What this task involves
Whichever lines of the material contain "encode", copy each of them.

■ ■ ■ ■ ■ ■ ■

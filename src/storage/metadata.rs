use serde::{Deserialize, Serialize};
use std::path::{Path, PathBuf};
use tokio::fs;
use tokio::io::AsyncWriteExt;

use crate::core::{system_time_to_millis, Relation};

const ENTRY_EXT: &str = "idx";
const TMP_EXT: &str = "idx.tmp";
/// 首行格式：`fd-index/<version> <md5(body)>`
const FORMAT_TAG: &str = "fd-index/1";

/// 一个索引的元数据记录：源数据 Relation + 构建时的签名
///
/// 签名不放进 Relation，由这里单独保存，供之后的新鲜度比对。
#[derive(Clone, Debug, PartialEq, Eq, Serialize, Deserialize)]
#[serde(rename_all = "camelCase")]
pub struct IndexLogEntry {
    pub name: String,
    pub relation: Relation,
    pub signature: String,
    pub created_at_ms: i64,
}

impl IndexLogEntry {
    pub fn new(name: impl Into<String>, relation: Relation, signature: String) -> Self {
        Self {
            name: name.into(),
            relation,
            signature,
            created_at_ms: system_time_to_millis(std::time::SystemTime::now()),
        }
    }
}

/// 索引元数据存储：每个索引一个 `<name>.idx` 文本文件
///
/// 文件由一行摘要头和 JSON body 组成，摘要是 body 的 MD5：
///
/// ```text
/// fd-index/1 9e107d9d372bb6826bd81d3542a419d6
/// {"name":"orders","relation":{...},"signature":"...","createdAtMs":...}
/// ```
///
/// 写入走 `.idx.tmp` + rename，读到的要么是旧版本要么是新版本；
/// 头不认识、摘要不符或 JSON 解不开的文件一律当作不存在。
pub struct MetadataStore {
    dir: PathBuf,
}

/// 索引名只允许 `[A-Za-z0-9._-]`，且不能以 `.` 开头（挡住 `..`、隐藏文件和路径分隔符）
fn check_name(name: &str) -> anyhow::Result<()> {
    let ok = !name.is_empty()
        && !name.starts_with('.')
        && name
            .chars()
            .all(|c| c.is_ascii_alphanumeric() || matches!(c, '.' | '_' | '-'));
    if ok {
        Ok(())
    } else {
        anyhow::bail!("invalid index name '{}': use letters, digits, '.', '_' or '-'", name)
    }
}

fn body_digest(body: &[u8]) -> String {
    format!("{:x}", md5::compute(body))
}

/// 拼出完整文件内容
fn encode(entry: &IndexLogEntry) -> anyhow::Result<Vec<u8>> {
    let body = serde_json::to_vec(entry)?;
    let mut out = format!("{} {}\n", FORMAT_TAG, body_digest(&body)).into_bytes();
    out.extend_from_slice(&body);
    Ok(out)
}

/// 校验并解析；失败时返回原因，由调用方记录
fn decode(data: &[u8]) -> Result<IndexLogEntry, String> {
    let split = data
        .iter()
        .position(|b| *b == b'\n')
        .ok_or("missing digest line")?;
    let (head, body) = (&data[..split], &data[split + 1..]);
    let head = std::str::from_utf8(head).map_err(|_| "digest line is not utf-8")?;

    let (tag, digest) = head.split_once(' ').ok_or("malformed digest line")?;
    if tag != FORMAT_TAG {
        return Err(format!("unknown format tag '{}'", tag));
    }
    let actual = body_digest(body);
    if digest != actual {
        return Err(format!("digest mismatch: {} != {}", digest, actual));
    }
    serde_json::from_slice(body).map_err(|e| format!("body decode failed: {}", e))
}

impl MetadataStore {
    pub fn new(dir: PathBuf) -> Self {
        Self { dir }
    }

    pub fn dir(&self) -> &Path {
        &self.dir
    }

    pub fn entry_path(&self, name: &str) -> anyhow::Result<PathBuf> {
        check_name(name)?;
        Ok(self.dir.join(format!("{}.{}", name, ENTRY_EXT)))
    }

    /// 已保存的索引名（按名排序；残留的 `.idx.tmp` 不算）
    pub async fn list(&self) -> anyhow::Result<Vec<String>> {
        if !self.dir.exists() {
            return Ok(Vec::new());
        }
        let mut names = Vec::new();
        let mut rd = fs::read_dir(&self.dir).await?;
        while let Some(ent) = rd.next_entry().await? {
            let file_name = ent.file_name();
            let Some(stem) = file_name
                .to_str()
                .and_then(|n| n.strip_suffix(&format!(".{}", ENTRY_EXT)))
            else {
                continue;
            };
            if check_name(stem).is_ok() {
                names.push(stem.to_string());
            }
        }
        names.sort();
        Ok(names)
    }

    /// 读取并校验；不存在或校验失败返回 None
    pub async fn load(&self, name: &str) -> anyhow::Result<Option<IndexLogEntry>> {
        let path = self.entry_path(name)?;
        let data = match fs::read(&path).await {
            Ok(d) => d,
            Err(e) if e.kind() == std::io::ErrorKind::NotFound => return Ok(None),
            Err(e) => return Err(e.into()),
        };
        match decode(&data) {
            Ok(entry) if entry.name == name => Ok(Some(entry)),
            Ok(entry) => {
                tracing::warn!(
                    "Index log {:?} holds entry '{}', expected '{}', ignoring",
                    path,
                    entry.name,
                    name
                );
                Ok(None)
            }
            Err(reason) => {
                tracing::warn!("Index log {:?} rejected: {}", path, reason);
                Ok(None)
            }
        }
    }

    /// 写临时文件并 fsync，再 rename 覆盖
    pub async fn save(&self, entry: &IndexLogEntry) -> anyhow::Result<()> {
        let path = self.entry_path(&entry.name)?;
        let tmp_path = self.dir.join(format!("{}.{}", entry.name, TMP_EXT));
        let bytes = encode(entry)?;

        fs::create_dir_all(&self.dir).await?;
        let mut file = fs::File::create(&tmp_path).await?;
        file.write_all(&bytes).await?;
        file.sync_all().await?;
        drop(file);
        fs::rename(&tmp_path, &path).await?;

        if let Ok(dir) = fs::File::open(&self.dir).await {
            let _ = dir.sync_all().await;
        }

        let (files, bytes_total) = entry
            .relation
            .content()
            .map(|c| (c.len(), c.total_size()))
            .unwrap_or((0, 0));
        tracing::info!(
            "Index log written: {} ({} source files, {} source bytes)",
            entry.name,
            files,
            bytes_total
        );
        Ok(())
    }

    pub async fn remove(&self, name: &str) -> anyhow::Result<bool> {
        let path = self.entry_path(name)?;
        match fs::remove_file(&path).await {
            Ok(()) => Ok(true),
            Err(e) if e.kind() == std::io::ErrorKind::NotFound => Ok(false),
            Err(e) => Err(e.into()),
        }
    }
}
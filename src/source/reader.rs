use std::collections::BTreeMap;
use std::path::PathBuf;
use std::sync::Arc;

use crate::core::{DataSchema, PartitionSpec, SourceResult};
use crate::source::handle::{DatasetHandle, FileFormat, FileIndex, FileRelation, InMemoryFileIndex};
use crate::source::listing::FileLister;

/// 读请求：schema + format + options + root paths
#[derive(Clone, Debug)]
pub struct ReadRequest {
    pub root_paths: Vec<PathBuf>,
    pub schema: DataSchema,
    pub format: String,
    pub options: BTreeMap<String, String>,
}

/// 存储读取协作方：按给定元数据打开一个可查询的活句柄，失败即报错
pub trait StorageReader: Send + Sync {
    fn read(&self, request: ReadRequest) -> SourceResult<DatasetHandle>;
}

/// 本地文件系统读取：重新列举 + 分区发现，不复用任何缓存内容
pub struct FsStorageReader {
    lister: Arc<dyn FileLister>,
}

impl FsStorageReader {
    pub fn new(lister: Arc<dyn FileLister>) -> Self {
        Self { lister }
    }
}

impl StorageReader for FsStorageReader {
    fn read(&self, request: ReadRequest) -> SourceResult<DatasetHandle> {
        let files = self.lister.list(&request.root_paths)?;
        let partition_spec = PartitionSpec::discover(&request.root_paths, &files)?;

        tracing::debug!(
            "Opened {} dataset: {} files, partitioned={}",
            request.format,
            files.len(),
            partition_spec.is_partitioned()
        );

        Ok(DatasetHandle::Files(FileRelation {
            location: FileIndex::InMemory(InMemoryFileIndex {
                root_paths: request.root_paths,
                files,
                partition_spec,
            }),
            data_schema: request.schema,
            format: FileFormat::registered(&request.format),
            options: request.options,
        }))
    }
}
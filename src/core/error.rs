use thiserror::Error;

/// 硬失败分类。
///
/// “不归我管”不是错误：各 provider 用 `Ok(None)` 表达，调用方继续尝试下一个。
/// 只有 provider 已经认领了输入、却无法完成后续操作时才返回这里的错误。
#[derive(Debug, Error)]
pub enum SourceError {
    #[error("malformed input for source provider '{provider}': {reason}")]
    MalformedInput { provider: String, reason: String },
    #[error("storage unavailable at '{path}': {reason}")]
    StorageUnavailable { path: String, reason: String },
    #[error("failed to decode data schema: {0}")]
    SchemaDecode(#[source] serde_json::Error),
    #[error("no index-capable source provider found for {0}")]
    Unsupported(String),
    #[error("unknown source provider builder '{0}'")]
    UnknownBuilder(String),
}

impl SourceError {
    pub fn malformed(provider: &str, reason: impl Into<String>) -> Self {
        SourceError::MalformedInput {
            provider: provider.to_string(),
            reason: reason.into(),
        }
    }

    pub fn storage(path: impl AsRef<std::path::Path>, reason: impl ToString) -> Self {
        SourceError::StorageUnavailable {
            path: path.as_ref().to_string_lossy().into_owned(),
            reason: reason.to_string(),
        }
    }
}

pub type SourceResult<T> = Result<T, SourceError>;
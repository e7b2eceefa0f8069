pub mod freshness;

pub use freshness::{check_freshness, refresh_entry, Freshness};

■ ■ ■ ■ ■ ■ ■

Task solution
fn encode(entry: &IndexLogEntry) -> anyhow::Result<Vec<u8>> {
        let bytes = encode(entry)?;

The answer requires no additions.